The development of cancer involves the accumulation of genetic and epigenetic alterations. Genetic events such as chromosomal rearrangements, changes in gene dosage, and sequence mutations can influence gene expression patterns, which contribute to the hallmark phenotypes of cancer1,2. The interaction between pathways and the involvement of pathways in multiple phenotypes complicate the interpretation of gene expression patterns. For example, the epidermal growth factor receptor (EGFR, HER1, ERBB-1) signaling pathway plays a role in specific phenotypes including resistance to apoptosis, increased proliferation, mitogenesis, transcription of numerous target genes, and actin reorganization, in several cancers (Fig. 1)1,3,4. In order to decipher the interaction within and between pathways, computational tools are necessary to annotate components, to identify co-regulated expression, and to identify sets of genes or pathways which are statistically over/under-represented within a dataset.

Figure 1.
Example of EGFR-mediated signaling changes, a commonly disrupted pathway in lung cancer. The EGFR pathway could be disrupted by an increased expression of growth factor ligands. By targeting EGFR with tyrosine kinase inhibitors (TKIs) and MAb (monoclonal ...

Methods for Gene Classification

A major analytical step to mine large microarray data is sample classification or identification of gene sets with characteristic biological function. Entrez Gene at the National Center for Biotechnology Information (NCBI) provides unique identifiers for genes, and is a searchable database providing gene-specific information and links to external databases, including the Gene Ontology (GO) consortium, KEGG and Reactome5. A limitation of Entrez Gene is that genes are searched individually, which could be time consuming. Here, we describe the Gene Ontology (GO), a structural language to annotate gene functions for batch processing, and also methods of clustering analysis. The algorithmic basis of clustering identifies a pattern associated in a data set, which could be subsequently followed by GO analysis to identify its underlying biology.

Gene Ontology annotation

The Gene Ontology (GO) Consortium was established in 2000 to provide a controlled vocabulary for annotating homologous gene and protein sequences in different organisms6,7. GO classifies genes and gene products based on three hierarchical structures that describe a given entry’s biological processes, cellular components, and molecular functions, and organizes them into a parent-child relationship6. Through easy on-line access (, the genome databases are being unified to expedite the process of retrieving information on genes and proteins based on shared biology among multiple organisms. Several software tools, including GoMiner8,9, MAPPFinder10, and Onto-Express11,12, have been developed to explore the GO relationships among high-throughput data. However, the biological functions of genes/proteins are often complex and annotating them into categories may oversimplify their biology. The flat-format output does not convey the richness of GO’s hierarchical structure. Nevertheless, this established system of nomenclature of genes and proteins is important for the interoperability of databases, batch processing, and the future design of pathway databases.

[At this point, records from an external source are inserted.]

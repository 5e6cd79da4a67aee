//! Granted-byte accounting (§4.6).

/// Tracks `granted_total`. Lives inside the manager's `Inner` so every
/// update happens in the same critical section as the bitmap/owner-map
/// mutation it accounts for, matching "`granted_total` is updated
/// atomically with the allocation/release under the manager's lock" —
/// the mutex is what makes it atomic here, not the field's own type.
#[derive(Default)]
pub struct GrantedStats {
    granted_total: usize,
}

impl GrantedStats {
    pub fn new() -> Self {
        GrantedStats::default()
    }

    pub fn add(&mut self, granted: usize) {
        self.granted_total += granted;
    }

    pub fn sub(&mut self, granted: usize) {
        self.granted_total -= granted;
    }

    pub fn total(&self) -> usize {
        self.granted_total
    }
}
impl Mgr {
    /// `create_default`: pool_size=64KiB, min=8, max=pool_size/4, stepping=4,
    /// full_align=true.
    pub fn create_default() -> Self {
        Mgr::from_config(ManagerConfig::default()).expect("default config is always valid")
    }

    /// `create`: validates its five parameters before constructing anything.
    pub fn create(
        pool_size: usize,
        min_block_size: usize,
        max_block_size: usize,
        stepping: usize,
        full_align: bool,
    ) -> Result<Self, ConfigError> {
        let cfg = ManagerConfig::new(pool_size, min_block_size, max_block_size, stepping, full_align)?;
        Mgr::from_config(cfg)
    }

    fn from_config(cfg: ManagerConfig) -> Result<Self, ConfigError> {
        cfg.validate()?;
        let size_classes = SizeClassTable::build(&cfg);
        tracing::debug!(config = ?cfg, classes = ?size_classes.classes(), "manager created");
        Ok(Mgr {
            config: cfg,
            size_classes,
            inner: Mutex::new(Inner {
                pools: HashMap::new(),
                owner_index: OwnerIndex::new(),
                open_table: HashMap::new(),
                external_map: HashMap::new(),
                empty_pool_cache: None,
                stats: GrantedStats::new(),
            }),
        })
    }

    /// Total bytes currently granted to callers (§4.6).
    pub fn granted_space(&self) -> usize {
        self.inner.lock().stats.total()
    }

    /// Number of pools currently retained (live + the one empty-pool
    /// cache, if any). `#[cfg(test)]` wouldn't be visible to
    /// `tests/integration.rs` (a separate crate linked against the
    /// ordinary, non-test build of this library), so this is a plain
    /// `pub fn` instead — exposed only for exercising §8 S5's
    /// retained-pool bound from test code.
    pub fn pool_count(&self) -> usize {
        self.inner.lock().pools.len()
    }

    /// The `pool_size` this manager was configured with, for the same
    /// test-introspection purpose as [`Mgr::pool_count`].
    pub fn pool_size(&self) -> usize {
        self.config.pool_size
    }

    /// Size-unassisted form: `current_size` is assumed 0, matching
    /// `tbman_alloc`'s relationship to `tbman_nalloc` in the original header.
    pub fn alloc(&self, current_ptr: Option<NonNull<u8>>, requested_size: usize) -> (Option<NonNull<u8>>, usize) {
        self.nalloc(current_ptr, 0, requested_size)
    }

    /// The unified allocate/reallocate/free primitive (§4.5).
    pub fn nalloc(
        &self,
        current_ptr: Option<NonNull<u8>>,
        current_size: usize,
        requested_size: usize,
    ) -> (Option<NonNull<u8>>, usize) {
        if requested_size == 0 {
            if let Some(ptr) = current_ptr {
                self.free(ptr, current_size);
            }
            return (None, 0);
        }
        match current_ptr {
            None => self.do_alloc(requested_size),
            Some(ptr) => self.do_realloc(ptr, current_size, requested_size),
        }
    }

    /// Releases every pool and reports a leak if live allocations remain.
    /// Consumes the manager; there is no reopening it.
    pub fn discard(self) {
        let mut inner = self.inner.lock();
        let granted = inner.stats.total();
        if granted > 0 {
            tracing::warn!(leaked_bytes = granted, "discarding manager with live allocations");
        }
        let externals: Vec<(usize, usize)> = inner.external_map.drain().collect();
        for (addr, size) in externals {
            let ptr = unsafe { NonNull::new_unchecked(addr as *mut u8) };
            external::free_external(ptr, size);
        }
        inner.pools.clear();
    }

    fn do_alloc(&self, requested_size: usize) -> (Option<NonNull<u8>>, usize) {
        let Some((idx, class_size)) = self.size_classes.lookup(requested_size) else {
            return self.do_alloc_external(requested_size);
        };
        let mut inner = self.inner.lock();
        let Some((pool_id, tb_id)) = self.ensure_open_token_block(&mut inner, idx, class_size) else {
            tracing::warn!(size_class = class_size, "pool creation failed, out of memory");
            return (None, 0);
        };
        let pool = inner.pools.get_mut(&pool_id).expect("just-acquired pool");
        let tb = pool.token_block_mut(tb_id);
        let (ptr, _slot) = tb.carve();
        if tb.is_full() {
            close_token_block(&mut inner, idx, pool_id, tb_id);
        }
        inner.owner_index.record_owner(ptr.as_ptr() as usize, pool_id, tb_id);
        inner.stats.add(class_size);
        drop(inner);
        tracing::debug!(size_class = class_size, "allocated block");
        (Some(ptr), class_size)
    }

    fn do_alloc_external(&self, requested_size: usize) -> (Option<NonNull<u8>>, usize) {
        match external::alloc_external(requested_size) {
            Ok(ptr) => {
                let mut inner = self.inner.lock();
                inner.external_map.insert(ptr.as_ptr() as usize, requested_size);
                inner.stats.add(requested_size);
                drop(inner);
                tracing::debug!(size = requested_size, "external allocation");
                (Some(ptr), requested_size)
            }
            Err(err) => {
                tracing::warn!(size = requested_size, error = %err, "external allocation failed");
                (None, 0)
            }
        }
    }

    /// Returns the front-of-queue open token-block for `idx`, reusing a
    /// recycled token-block or carving a fresh pool if none is open.
    fn ensure_open_token_block(
        &self,
        inner: &mut Inner,
        idx: usize,
        class_size: usize,
    ) -> Option<(PoolId, TokenBlockId)> {
        if let Some(&front) = inner.open_table.get(&idx).and_then(|dq| dq.front()) {
            return Some(front);
        }
        let pool_ids: Vec<PoolId> = inner.pools.keys().copied().collect();
        for pool_id in pool_ids {
            let pool = inner.pools.get_mut(&pool_id).expect("pool id from own key set");
            let was_fully_empty = pool.is_fully_empty();
            if let Some(tb_id) = pool.acquire_token_block(class_size, self.config.full_align) {
                if was_fully_empty && inner.empty_pool_cache == Some(pool_id) {
                    inner.empty_pool_cache = None;
                }
                inner.open_table.entry(idx).or_default().push_front((pool_id, tb_id));
                return Some((pool_id, tb_id));
            }
        }
        let mut pool = Pool::new(&self.config).ok()?;
        let pool_id = pool.id();
        let tb_id = pool.acquire_token_block(class_size, self.config.full_align)?;
        inner.owner_index.register_pool(pool.base_addr(), pool_id);
        inner.pools.insert(pool_id, pool);
        inner.open_table.entry(idx).or_default().push_front((pool_id, tb_id));
        tracing::debug!(?pool_id, "new pool created");
        Some((pool_id, tb_id))
    }

    fn free(&self, ptr: NonNull<u8>, current_size: usize) {
        let addr = ptr.as_ptr() as usize;
        let mut inner = self.inner.lock();
        match self.resolve_owner(&inner, addr, current_size) {
            Some(Owner::Internal { pool_id, tb_id, class_idx, class_size }) => {
                self.release_internal(&mut inner, pool_id, tb_id, class_idx, addr);
                inner.stats.sub(class_size);
                drop(inner);
            }
            Some(Owner::External { size }) => {
                inner.external_map.remove(&addr);
                inner.stats.sub(size);
                drop(inner);
                external::free_external(ptr, size);
            }
            None => {
                debug_assert!(false, "free of a pointer not owned by this manager");
                tracing::warn!("free of an unrecognized pointer ignored");
            }
        }
    }

    fn do_realloc(&self, ptr: NonNull<u8>, current_size: usize, requested_size: usize) -> (Option<NonNull<u8>>, usize) {
        let addr = ptr.as_ptr() as usize;
        let owner = {
            let inner = self.inner.lock();
            self.resolve_owner(&inner, addr, current_size)
        };
        let Some(owner) = owner else {
            debug_assert!(false, "realloc of a pointer not owned by this manager");
            return (None, 0);
        };

        // Same-size-class fast path (§8 invariant 5): no copy, same pointer.
        if let Owner::Internal { class_idx, .. } = &owner {
            if let Some((new_idx, new_class_size)) = self.size_classes.lookup(requested_size) {
                if new_idx == *class_idx {
                    return (Some(ptr), new_class_size);
                }
            }
        }

        // External-to-external fast path: the OS allocator's own realloc,
        // no allocate-new/copy/free-old round trip.
        if let Owner::External { size } = &owner {
            let size = *size;
            if self.size_classes.lookup(requested_size).is_none() {
                return match external::realloc_external(ptr, size, requested_size) {
                    Ok(new_ptr) => {
                        let mut inner = self.inner.lock();
                        inner.external_map.remove(&addr);
                        inner.external_map.insert(new_ptr.as_ptr() as usize, requested_size);
                        inner.stats.sub(size);
                        inner.stats.add(requested_size);
                        drop(inner);
                        tracing::debug!(size = requested_size, "external reallocation");
                        (Some(new_ptr), requested_size)
                    }
                    Err(err) => {
                        tracing::warn!(size = requested_size, error = %err, "external reallocation failed");
                        (None, 0)
                    }
                };
            }
        }

        let old_granted = match &owner {
            Owner::Internal { class_size, .. } => *class_size,
            Owner::External { size } => *size,
        };

        let (new_ptr, new_granted) = self.do_alloc(requested_size);
        let Some(new_ptr) = new_ptr else {
            // OOM: existing allocation must not be mutated.
            return (None, 0);
        };

        let copy_len = old_granted.min(requested_size);
        unsafe {
            std::ptr::copy_nonoverlapping(ptr.as_ptr(), new_ptr.as_ptr(), copy_len);
        }

        let mut inner = self.inner.lock();
        match owner {
            Owner::Internal { pool_id, tb_id, class_idx, class_size } => {
                self.release_internal(&mut inner, pool_id, tb_id, class_idx, addr);
                inner.stats.sub(class_size);
                drop(inner);
            }
            Owner::External { size } => {
                inner.external_map.remove(&addr);
                inner.stats.sub(size);
                drop(inner);
                external::free_external(ptr, size);
            }
        }

        (Some(new_ptr), new_granted)
    }

    /// Locates the owner of `addr` via the size-assisted path when
    /// `current_size > 0` (§4.4.1), falling back to the unassisted
    /// `owner_map`/`external_map` lookup otherwise (§4.4.2).
    fn resolve_owner(&self, inner: &Inner, addr: usize, current_size: usize) -> Option<Owner> {
        if current_size > 0 {
            if let Some((class_idx, class_size)) = self.size_classes.lookup(current_size) {
                if let Some(pool_id) = inner.owner_index.candidate_pool(addr) {
                    if let Some(pool) = inner.pools.get(&pool_id) {
                        if pool.contains_addr(addr) {
                            if let Some(tb_id) = pool.find_token_block(addr) {
                                debug_assert_eq!(
                                    pool.token_block(tb_id).size_class(),
                                    class_size,
                                    "current_size does not match the token-block's size class"
                                );
                                return Some(Owner::Internal { pool_id, tb_id, class_idx, class_size });
                            }
                        }
                    }
                }
            }
        }
        if let Some((pool_id, tb_id)) = inner.owner_index.lookup_owner(addr) {
            let class_size = inner.pools[&pool_id].token_block(tb_id).size_class();
            let class_idx = self
                .size_classes
                .classes()
                .iter()
                .position(|&c| c == class_size)
                .expect("size class of a live token-block must be in the table");
            return Some(Owner::Internal { pool_id, tb_id, class_idx, class_size });
        }
        if let Some(&size) = inner.external_map.get(&addr) {
            return Some(Owner::External { size });
        }
        None
    }

    /// Releases one slot from `tb_id`, updating the open table, the owner
    /// map, and (if the token-block/pool just emptied) the pool cache.
    fn release_internal(&self, inner: &mut Inner, pool_id: PoolId, tb_id: TokenBlockId, class_idx: usize, addr: usize) {
        inner.owner_index.remove_owner(addr);
        let pool = inner.pools.get_mut(&pool_id).expect("owner-resolved pool must exist");
        let tb = pool.token_block_mut(tb_id);
        let was_full = tb.is_full();
        let slot_index = tb.index_of(unsafe { NonNull::new_unchecked(addr as *mut u8) });
        let became_empty = tb.release(slot_index);

        if was_full {
            inner.open_table.entry(class_idx).or_default().push_front((pool_id, tb_id));
        }
        if became_empty {
            close_token_block(inner, class_idx, pool_id, tb_id);
            let pool = inner.pools.get_mut(&pool_id).expect("owner-resolved pool must exist");
            pool.note_release(tb_id, true);
            if pool.is_fully_empty() {
                self.maybe_release_pool(inner, pool_id);
            }
        }
    }

    fn maybe_release_pool(&self, inner: &mut Inner, pool_id: PoolId) {
        match inner.empty_pool_cache {
            None => {
                inner.empty_pool_cache = Some(pool_id);
                tracing::debug!(?pool_id, "retaining empty pool as cache");
            }
            Some(cached) if cached != pool_id => {
                if let Some(pool) = inner.pools.remove(&pool_id) {
                    inner.owner_index.unregister_pool(pool.base_addr());
                    tracing::debug!(?pool_id, "releasing empty pool to the OS");
                }
            }
            _ => {}
        }
    }
}
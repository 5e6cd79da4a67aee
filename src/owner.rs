//! Pointer → owner resolution (§4.4).
//!
//! Two structures back the two lookup paths: `pool_ranges` is the
//! address-range tree the design notes recommend in place of a hash table
//! (pools are few; a `BTreeMap` keyed by pool base address turns "which pool
//! owns this pointer" into one `range` query), while `owner_map` is the
//! pointer-keyed fallback the unassisted `free(p)` path needs.
//!
//! `PoolId`/`TokenBlockId` are generated handles rather than `Vec` indices —
//! directly modeled on `AllocatorId` in the teacher crate's allocator
//! manager — so that releasing a pool or token-block never invalidates
//! another one's identity.

use std::collections::{BTreeMap, HashMap};
use std::num::NonZeroUsize;
use std::sync::atomic::{AtomicUsize, Ordering};

#[derive(Debug, Clone, Copy, PartialEq, Eq, Hash, PartialOrd, Ord)]
pub struct PoolId(NonZeroUsize);

#[derive(Debug, Clone, Copy, PartialEq, Eq, Hash, PartialOrd, Ord)]
pub struct TokenBlockId(NonZeroUsize);

static NEXT_POOL_ID: AtomicUsize = AtomicUsize::new(1);
static NEXT_TOKEN_BLOCK_ID: AtomicUsize = AtomicUsize::new(1);

impl PoolId {
    pub(crate) fn next() -> Self {
        let raw = NEXT_POOL_ID.fetch_add(1, Ordering::Relaxed);
        PoolId(NonZeroUsize::new(raw).expect("pool id counter overflowed"))
    }

    #[cfg(test)]
    pub(crate) fn for_test(n: usize) -> Self {
        PoolId(NonZeroUsize::new(n).unwrap())
    }
}

impl TokenBlockId {
    pub(crate) fn next() -> Self {
        let raw = NEXT_TOKEN_BLOCK_ID.fetch_add(1, Ordering::Relaxed);
        TokenBlockId(NonZeroUsize::new(raw).expect("token-block id counter overflowed"))
    }

    #[cfg(test)]
    pub(crate) fn for_test(n: usize) -> Self {
        TokenBlockId(NonZeroUsize::new(n).unwrap())
    }
}

/// Manager-wide owner index: pool address ranges plus the pointer→owner
/// fallback map used by unassisted `free`/`realloc`.
#[derive(Default)]
pub struct OwnerIndex {
    pool_ranges: BTreeMap<usize, PoolId>,
    owner_map: HashMap<usize, (PoolId, TokenBlockId)>,
}

impl OwnerIndex {
    pub fn new() -> Self {
        OwnerIndex::default()
    }

    pub fn register_pool(&mut self, base_addr: usize, id: PoolId) {
        self.pool_ranges.insert(base_addr, id);
    }

    pub fn unregister_pool(&mut self, base_addr: usize) {
        self.pool_ranges.remove(&base_addr);
    }

    /// Candidate pool whose base address is the greatest one `<= addr`.
    /// Caller must still confirm `addr` falls inside that pool's extent.
    pub fn candidate_pool(&self, addr: usize) -> Option<PoolId> {
        self.pool_ranges.range(..=addr).next_back().map(|(_, id)| *id)
    }

    pub fn record_owner(&mut self, ptr_addr: usize, pool: PoolId, token_block: TokenBlockId) {
        self.owner_map.insert(ptr_addr, (pool, token_block));
    }

    pub fn remove_owner(&mut self, ptr_addr: usize) -> Option<(PoolId, TokenBlockId)> {
        self.owner_map.remove(&ptr_addr)
    }

    pub fn lookup_owner(&self, ptr_addr: usize) -> Option<(PoolId, TokenBlockId)> {
        self.owner_map.get(&ptr_addr).copied()
    }
}
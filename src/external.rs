//! External allocations (§4.1, §4.5): requests larger than `max_block_size`
//! bypass pools entirely and go straight to the OS allocator, the same way
//! the teacher's `SystemAllocator` wraps `std::alloc::System` directly.

use std::alloc::{alloc, dealloc, realloc, Layout};
use std::ptr::NonNull;

use crate::config::TBMAN_ALIGN;
use crate::error::AllocError;

pub fn alloc_external(size: usize) -> Result<NonNull<u8>, AllocError> {
    let layout = AllocError::layout(size, TBMAN_ALIGN)?;
    let raw = unsafe { alloc(layout) };
    NonNull::new(raw).ok_or(AllocError::OutOfMemory(layout))
}

pub fn realloc_external(ptr: NonNull<u8>, old_size: usize, new_size: usize) -> Result<NonNull<u8>, AllocError> {
    let old_layout = AllocError::layout(old_size, TBMAN_ALIGN)?;
    let raw = unsafe { realloc(ptr.as_ptr(), old_layout, new_size) };
    NonNull::new(raw).ok_or(AllocError::OutOfMemory(Layout::from_size_align(new_size, TBMAN_ALIGN).unwrap()))
}

pub fn free_external(ptr: NonNull<u8>, size: usize) {
    let layout = Layout::from_size_align(size, TBMAN_ALIGN).expect("previously-valid layout");
    unsafe { dealloc(ptr.as_ptr(), layout) };
}

#[cfg(test)]
mod tests {
    use super::*;

    #[test]
    fn alloc_and_free_roundtrip() {
        let ptr = alloc_external(1 << 20).unwrap();
        unsafe { ptr.as_ptr().write_bytes(0xAB, 1 << 20) };
        free_external(ptr, 1 << 20);
    }

    #[test]
    fn realloc_grows_and_preserves_prefix() {
        let ptr = alloc_external(64).unwrap();
        unsafe { ptr.as_ptr().write_bytes(0xCD, 64) };
        let grown = realloc_external(ptr, 64, 4096).unwrap();
        let prefix = unsafe { std::slice::from_raw_parts(grown.as_ptr(), 64) };
        assert!(prefix.iter().all(|&b| b == 0xCD));
        free_external(grown, 4096);
    }
}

The biological system is integrative with tightly regulated processes, and genes with similar functions often exhibit coordinated expression patterns13–16. Transcriptional profiling studies typically aim to identify patterns of change among clinically related samples or to classify subgroups of samples15–17. Clustering of microarray data is widely used to identify groups of genes that display coordinated expression patterns performed in a supervised or unsupervised manner (Fig. 2)13,14,17–21. Unsupervised clustering is to classify data without a priori labeling of samples, whereas supervised clustering classifies data based on knowledge of samples type (e.g. cancer subtype)21–24. Clustering techniques are generally classified into two types: hierarchical and partitional25,26. Hierarchical clustering is constructed by either agglomerative (bottom-up) or divisive (top-down) approaches25. Agglomerative algorithms begin with separate clusters and merge them into successively larger clusters, while divisive algorithms begin with the whole dataset and divide the data into smaller clusters successively25. The output of agglomerative clustering is a tree of clusters called a dendrogram, in which each branch represents group of genes that have a higher order relationship (Fig. 2B)25,27. Partitional clustering directly reduces the dataset into a set of non-overlapping clusters26. Representative algorithms of partitional clustering include k-means clustering and self-organizing maps (SOM)25. k-means clustering requires the user to define k number of clusters26,28, and SOM partitions data into a two dimensional grid of clusters13,29,30. However, hierarchical clustering is more frequently used17–20,30. Detailed reviews of clustering algorithms are available and this topic will not be discussed further in this review26,31–33.

Figure 2.
Graphical output display of heatmap, hierarchical clustering, and principal component analysis. A: An example of a heatmap representation of 30 simulated profiles helps the user to easily visualize four groups of samples along the x-axis with distinct ...

Dimensionality reduction

Dimensionality reduction of data is used to minimize the number of input variables for finding coherent patterns of gene expression in an efficient manner25,34,35. Algorithms like principle component analysis (PCA) and multi-dimensional scaling (MDS) both employ this technique for classification procedures25,34,36,37. PCA visualizes multidimensional datasets by projecting data into a sub-space with 2 or 3 dimensions (Fig. 2C)34,35,37,38. The three-dimensional graphical display of MDS can be useful to portray relationships among the data points but might be complex to interpret and require subjective judgments.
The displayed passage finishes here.